Katherine's rivalry with Susan intensifies as she continues pursuing Mike. At a neighborhood watch meeting, Susan publicly threatens Katherine to leave her and Mike alone. Later, Susan accidentally shoots Katherine in the shoulder, mistaking her for the strangler when Katherine was once again spying through her windows. Later, Mike hears that Katherine has told M.J. that Susan is a bad mother, he coldly tells her off and warns her to stay away from M.J. When he leaves, Katherine stabs herself in the stomach with a knife that has Mike's fingerprints on it. Katherine frames Mike and he is temporarily sent to jail while she is in the hospital. Susan worries that Katherine has suffered a nervous breakdown and asks Dylan to visit and have her mother committed for psychiatric observation. She then learns that Katherine has been telling Dylan that she, not Susan, was married to Mike. When Katherine realizes she's been caught, she has a complete breakdown and is institutionalized.

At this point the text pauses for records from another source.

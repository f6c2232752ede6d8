use thiserror::Error;

/// Coarse classification of an [`Error`].
///
/// Callers use this to tell "fix your input and retry" apart from
/// "internal failure, abort or escalate".
#[derive(Debug, Clone, Copy, PartialEq, Eq)]
pub enum ErrorKind {
    /// The supplied encoding could not be parsed. Recoverable by the
    /// caller; the handle it was aimed at is unchanged.
    Value,
    /// A precondition violation or a failure inside the cryptographic
    /// primitive. Not recoverable at this layer.
    Internal,
}

#[derive(Debug, Error)]
pub enum Error {
    #[error("malformed RSA public key encoding: {0}")]
    MalformedPublicKey(#[source] rsa::pkcs1::Error),

    #[error("malformed RSA private key encoding: {0}")]
    MalformedPrivateKey(#[source] rsa::pkcs1::Error),

    #[error("could not render key as PEM: {0}")]
    Serialize(#[source] rsa::pkcs1::Error),

    #[error("plaintext must not be empty")]
    EmptyPlaintext,

    #[error("plaintext is {len} bytes, at most {max} fit under this modulus")]
    PlaintextTooLong { len: usize, max: usize },

    #[error("ciphertext is {len} bytes, this key produces {expected}-byte blocks")]
    CiphertextLength { len: usize, expected: usize },

    #[error("RSA-OAEP encryption failed: {0}")]
    Encrypt(#[source] rsa::Error),

    #[error("RSA-OAEP decryption failed: {0}")]
    Decrypt(#[source] rsa::Error),

    #[error("RSA key generation failed: {0}")]
    KeyGeneration(#[source] rsa::Error),
}

impl Error {
    /// Whether this failure was caused by caller input or by an internal
    /// condition.
    pub fn kind(&self) -> ErrorKind {
        match self {
            Error::MalformedPublicKey(_) | Error::MalformedPrivateKey(_) => ErrorKind::Value,
            _ => ErrorKind::Internal,
        }
    }
}

pub type Result<T> = std::result::Result<T, Error>;
impl ConfigSectionSre {
    /// Empty SRE holding the given index
    pub fn with_index(index: SreIndex) -> Self {
        let mut section = Self::default();
        section.index.set(index);
        section
    }

    pub fn research_desktops(&self) -> &BTreeMap<String, ConfigSubsectionResearchDesktopOpts> {
        &self.research_desktops
    }

    /// SKUs of every research desktop, in desktop-key order
    pub fn workspace_skus(&self) -> Vec<AzureVmSku> {
        self.research_desktops
            .values()
            .filter_map(|desktop| desktop.sku.get().cloned())
            .collect()
    }

    /// Replace the research desktops with one per SKU.
    ///
    /// Desktops are keyed `workspace-00`, `workspace-01`, ... in input order.
    /// Nothing changes when the requested SKUs match the current ones as a
    /// set, so existing keys stay stable. Returns whether anything changed.
    pub fn set_research_desktops(&mut self, skus: &[AzureVmSku]) -> bool {
        let requested: BTreeSet<&AzureVmSku> = skus.iter().collect();
        let current = self.workspace_skus();
        let current: BTreeSet<&AzureVmSku> = current.iter().collect();
        let all_set = self.research_desktops.values().all(|d| d.sku.is_set());
        if all_set && requested == current {
            return false;
        }
        self.research_desktops = skus
            .iter()
            .enumerate()
            .map(|(idx, sku)| {
                (
                    workspace_key(idx),
                    ConfigSubsectionResearchDesktopOpts::new(sku.clone()),
                )
            })
            .collect();
        true
    }

    pub fn update(&mut self, changes: SreChanges, reporter: &dyn Reporter) -> Result<()> {
        self.remote_desktop.update(
            RemoteDesktopChanges {
                allow_copy: changes.allow_copy,
                allow_paste: changes.allow_paste,
            },
            reporter,
        )?;
        apply_change(
            Self::KEY,
            &mut self.data_provider_ip_addresses,
            changes.data_provider_ip_addresses,
            reporter,
        )?;
        if let Some(requested) = changes.databases {
            let databases = dedup_databases(requested, reporter);
            apply_change(Self::KEY, &mut self.databases, Some(databases), reporter)?;
        }
        apply_change(
            Self::KEY,
            &mut self.research_user_ip_addresses,
            changes.research_user_ip_addresses,
            reporter,
        )?;
        apply_change(
            Self::KEY,
            &mut self.software_packages,
            changes.software_packages,
            reporter,
        )?;
        if let Some(skus) = changes.workspace_skus {
            self.set_research_desktops(&skus);
            let described: Vec<String> = self.workspace_skus().iter().map(ToString::to_string).collect();
            reporter.field_updated(Self::KEY, "workspace_skus", &format!("[{}]", described.join(", ")));
        }
        Ok(())
    }
}
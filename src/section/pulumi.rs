//! Pulumi state backend settings and the registry of deployed stacks.

use super::{Section, apply_change};
use crate::context::Context;
use crate::diagnostic::Result;
use crate::field::{DictReader, DictWriter, Field, parse_named};
use crate::reporter::Reporter;
use crate::types::{NonEmptyString, StackMap};

#[derive(Debug, Clone, PartialEq)]
pub struct ConfigSectionPulumi {
    pub encryption_key_name: Field<NonEmptyString>,
    pub encryption_key_version: Field<NonEmptyString>,
    pub stacks: Field<StackMap>,
    pub storage_container_name: Field<NonEmptyString>,
}

#[derive(Debug, Clone, Default)]
pub struct PulumiChanges {
    pub encryption_key_name: Option<NonEmptyString>,
    pub encryption_key_version: Option<NonEmptyString>,
    pub storage_container_name: Option<NonEmptyString>,
}

impl Default for ConfigSectionPulumi {
    fn default() -> Self {
        Self {
            encryption_key_name: Field::with_default(
                "encryption_key_name",
                NonEmptyString::new_unchecked("pulumi-encryption-key"),
            ),
            encryption_key_version: Field::optional("encryption_key_version"),
            stacks: Field::with_default("stacks", StackMap::default()),
            storage_container_name: Field::with_default(
                "storage_container_name",
                NonEmptyString::new_unchecked("pulumi"),
            ),
        }
    }
}

impl ConfigSectionPulumi {
    pub fn from_context(context: &Context) -> Self {
        let mut section = Self::default();
        section
            .encryption_key_name
            .set(NonEmptyString::new_unchecked(context.pulumi_encryption_key_name()));
        section
            .storage_container_name
            .set(NonEmptyString::new_unchecked(context.pulumi_storage_container_name()));
        section
    }

    pub fn update(&mut self, changes: PulumiChanges, reporter: &dyn Reporter) -> Result<()> {
        apply_change(
            Self::KEY,
            &mut self.encryption_key_name,
            changes.encryption_key_name,
            reporter,
        )?;
        apply_change(
            Self::KEY,
            &mut self.encryption_key_version,
            changes.encryption_key_version,
            reporter,
        )?;
        apply_change(
            Self::KEY,
            &mut self.storage_container_name,
            changes.storage_container_name,
            reporter,
        )
    }

    /// State location of a stack, if registered
    pub fn stack(&self, name: &str) -> Option<&str> {
        self.stacks.get().and_then(|stacks| stacks.get(name))
    }

    /// Register (or move) a stack; both name and path must be non-empty
    pub fn add_stack(&mut self, name: &str, path: &str) -> Result<()> {
        let name: NonEmptyString = parse_named("stack name", name)?;
        let path: NonEmptyString = parse_named("stack path", path)?;
        let mut stacks = self.stacks.get().cloned().unwrap_or_default();
        stacks.insert(name, path);
        self.stacks.set(stacks);
        Ok(())
    }

    /// Forget a stack. Removing an unknown stack is not an error.
    pub fn remove_stack(&mut self, name: &str) {
        let mut stacks = self.stacks.get().cloned().unwrap_or_default();
        if stacks.remove(name).is_some() {
            self.stacks.set(stacks);
        }
    }
}

impl Section for ConfigSectionPulumi {
    const KEY: &'static str = "pulumi";

    fn template() -> Self {
        let mut section = Self::default();
        section
            .encryption_key_name
            .set_placeholder("Name of the key vault key used to encrypt Pulumi secrets");
        section
            .encryption_key_version
            .set_placeholder("Version of the Pulumi encryption key");
        section
            .storage_container_name
            .set_placeholder("Name of the container holding Pulumi state");
        section
    }

    fn write(&self, out: &mut DictWriter) -> Result<()> {
        out.field(&self.encryption_key_name)?;
        out.field(&self.encryption_key_version)?;
        out.field(&self.stacks)?;
        out.field(&self.storage_container_name)
    }

    fn read(&mut self, input: &mut DictReader<'_>) -> Result<()> {
        input.field(&mut self.encryption_key_name)?;
        input.field(&mut self.encryption_key_version)?;
        input.field(&mut self.stacks)?;
        input.field(&mut self.storage_container_name)
    }
}

#[cfg(test)]
mod tests {
    use super::*;
    use crate::diagnostic::DiagnosticCode;

    #[test]
    fn test_defaults_validate() {
        let pulumi = ConfigSectionPulumi::default();
        assert!(pulumi.validate().is_ok());
        assert_eq!(
            pulumi.encryption_key_name.get().map(NonEmptyString::as_str),
            Some("pulumi-encryption-key")
        );
        assert!(pulumi.to_dict().unwrap().is_empty());
    }

    #[test]
    fn test_add_and_remove_stack() {
        let mut pulumi = ConfigSectionPulumi::default();
        pulumi.add_stack("sre1", "shm-acme-sre-sre1").unwrap();
        assert_eq!(pulumi.stack("sre1"), Some("shm-acme-sre-sre1"));

        pulumi.remove_stack("sre1");
        pulumi.remove_stack("sre1");
        assert_eq!(pulumi.stack("sre1"), None);
    }

    #[test]
    fn test_add_stack_rejects_empty_path() {
        let mut pulumi = ConfigSectionPulumi::default();
        let err = pulumi.add_stack("sre1", " ").unwrap_err();
        assert_eq!(err.code, DiagnosticCode::E0106EmptyValue);
        assert_eq!(pulumi.stack("sre1"), None);
    }
}
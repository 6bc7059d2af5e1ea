//! Blob store backed by a local directory tree.
//!
//! Blobs live at `<root>/<resource group>/<account>/<container>/<name>`.
//! Uploads take an exclusive per-blob lock, write a temporary file next to
//! the blob and rename it into place, so readers see either the old or the
//! new content.

use super::lock::acquire_blob_lock;
use super::{BlobLocation, BlobStore, StoreError};
use std::fs;
use std::io::{self, Write};
use std::path::{Path, PathBuf};
use std::time::Duration;

/// How long an upload waits for another writer of the same blob
const DEFAULT_LOCK_TIMEOUT: Duration = Duration::from_secs(10);

#[derive(Debug, Clone)]
pub struct LocalBlobStore {
    root: PathBuf,
    lock_timeout: Duration,
}

impl LocalBlobStore {
    pub fn new(root: impl Into<PathBuf>) -> Self {
        Self {
            root: root.into(),
            lock_timeout: DEFAULT_LOCK_TIMEOUT,
        }
    }

    pub fn with_lock_timeout(mut self, timeout: Duration) -> Self {
        self.lock_timeout = timeout;
        self
    }

    pub fn root(&self) -> &Path {
        &self.root
    }

    fn container_dir(&self, location: &BlobLocation) -> PathBuf {
        self.root
            .join(&location.resource_group)
            .join(&location.storage_account)
            .join(&location.container)
    }

    /// Path of the file holding `location`
    pub fn blob_path(&self, location: &BlobLocation) -> PathBuf {
        self.container_dir(location).join(&location.name)
    }
}

fn io_error(path: &Path) -> impl FnOnce(io::Error) -> StoreError + '_ {
    move |source| StoreError::Io {
        path: path.to_path_buf(),
        source,
    }
}

impl BlobStore for LocalBlobStore {
    fn download_blob(&self, location: &BlobLocation) -> Result<String, StoreError> {
        let path = self.blob_path(location);
        tracing::debug!(path = %path.display(), "reading blob");
        match fs::read_to_string(&path) {
            Ok(content) => Ok(content),
            Err(e) if e.kind() == io::ErrorKind::NotFound => {
                Err(StoreError::NotFound(location.clone()))
            }
            Err(e) => Err(io_error(&path)(e)),
        }
    }

    fn upload_blob(&self, content: &str, location: &BlobLocation) -> Result<(), StoreError> {
        let dir = self.container_dir(location);
        fs::create_dir_all(&dir).map_err(io_error(&dir))?;
        let _guard = acquire_blob_lock(&dir, location, self.lock_timeout)?;

        let path = dir.join(&location.name);
        let staging = dir.join(format!(".{}.{}.tmp", location.name, std::process::id()));
        tracing::debug!(path = %path.display(), bytes = content.len(), "writing blob");

        let written = fs::File::create(&staging)
            .and_then(|mut file| {
                file.write_all(content.as_bytes())?;
                file.sync_all()
            })
            .map_err(io_error(&staging))
            .and_then(|()| fs::rename(&staging, &path).map_err(io_error(&path)));
        if written.is_err() {
            let _ = fs::remove_file(&staging);
        }
        written
    }
}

Several months later, when Katherine returns to Wisteria Lane, she develops a friendship with Robin Gallagher (Julie Benz), who moves in with her. Katherine is surprised to learn that Robin is a lesbian and is confused when she develops feelings for her. Soon, the two become sexually involved. When their relationship is made public, Katherine and Robin decide to take a vacation in Paris while they work on defining their relationship.

===Season 8===
Katherine returns to the series in the final episode "Finishing the Hat". Katherine has made a small fortune as the owner of a frozen food company in France. She returns to Wisteria Lane to offer Lynette Scavo a job as the head of her United States expansion. It is revealed she and Robin broke up three months after arriving in Paris as Katherine decided she would rather focus on her professional life.

==Reception==

===Critical===
Katherine's arrival to the series in the fourth season received positive reviews. Robert Bianco of USA Today praised Delany's portrayal of the character, noting that the season was "shaping up to be the best since the first" due to Delany's performance. Other critics agreed that Delany's performance helped the series return to the quality of its first season. Tim Stack of Entertainment Weekly confessed that while he is not a fan of Delany's acting, she is "perfect for this role and looks to be a choice adversary for Bree." He also praised the set-up for their mystery storyline. Matt Roush of TV Guide complimented the addition of Katherine, writing "while she's obviously harboring a dark secret, at least there's no one trapped in the basement," referencing the Betty Applewhite (Alfre Woodard) storyline from the second season.

===Awards===
Following the 2007-2008 television season, Delany was a promising contender for an Emmy Award in the Outstanding Supporting Actress in a Comedy Series category, though she did not receive a nomination. In 2009, Delany received a Prism Award for Best Performance in a Comedy Series.